— Input material —
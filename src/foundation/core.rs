use std::fmt;

use crate::foundation::error::{BoardError, BoardResult};

pub use kurbo::{Point, Rect, Size, Vec2};

#[derive(Clone, Copy, Debug, PartialEq, Eq, serde::Serialize, serde::Deserialize)]
pub struct Canvas {
    pub width: u32,
    pub height: u32,
}

impl Default for Canvas {
    fn default() -> Self {
        Self {
            width: 1280,
            height: 1024,
        }
    }
}

/// Straight (non-premultiplied) RGBA8 colour, written as `#rrggbb` or `#rrggbbaa` in config.
#[derive(Clone, Copy, Debug, Default, PartialEq, Eq, Hash, serde::Serialize, serde::Deserialize)]
#[serde(try_from = "String", into = "String")]
pub struct Rgba8 {
    pub r: u8,
    pub g: u8,
    pub b: u8,
    pub a: u8,
}

impl Rgba8 {
    pub const WHITE: Self = Self::rgb(0xff, 0xff, 0xff);
    pub const BLACK: Self = Self::rgb(0, 0, 0);

    pub const fn rgb(r: u8, g: u8, b: u8) -> Self {
        Self { r, g, b, a: 255 }
    }

    pub fn from_hex(s: &str) -> BoardResult<Self> {
        let digits = s
            .strip_prefix('#')
            .ok_or_else(|| BoardError::validation(format!("colour '{s}' must start with '#'")))?;
        if !(digits.len() == 6 || digits.len() == 8) || !digits.is_ascii() {
            return Err(BoardError::validation(format!(
                "colour '{s}' must be #rrggbb or #rrggbbaa"
            )));
        }
        let channel = |i: usize| {
            u8::from_str_radix(&digits[i..i + 2], 16)
                .map_err(|_| BoardError::validation(format!("colour '{s}' is not hexadecimal")))
        };
        Ok(Self {
            r: channel(0)?,
            g: channel(2)?,
            b: channel(4)?,
            a: if digits.len() == 8 { channel(6)? } else { 255 },
        })
    }

    pub fn to_premul(self) -> [u8; 4] {
        let a = u16::from(self.a);
        let premul = |c: u8| (((u16::from(c) * a) + 127) / 255) as u8;
        [premul(self.r), premul(self.g), premul(self.b), self.a]
    }
}

impl fmt::Display for Rgba8 {
    fn fmt(&self, f: &mut fmt::Formatter<'_>) -> fmt::Result {
        write!(f, "#{:02x}{:02x}{:02x}", self.r, self.g, self.b)?;
        if self.a != 255 {
            write!(f, "{:02x}", self.a)?;
        }
        Ok(())
    }
}

impl TryFrom<String> for Rgba8 {
    type Error = BoardError;

    fn try_from(value: String) -> Result<Self, Self::Error> {
        Self::from_hex(&value)
    }
}

impl From<Rgba8> for String {
    fn from(value: Rgba8) -> Self {
        value.to_string()
    }
}

#[cfg(test)]
#[path = "../../tests/unit/foundation/core.rs"]
mod tests;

— What you need to do —
Find out how many lines in the listing contain the word "rrggbb", and respond with that number only.

— Result of this exercise —
2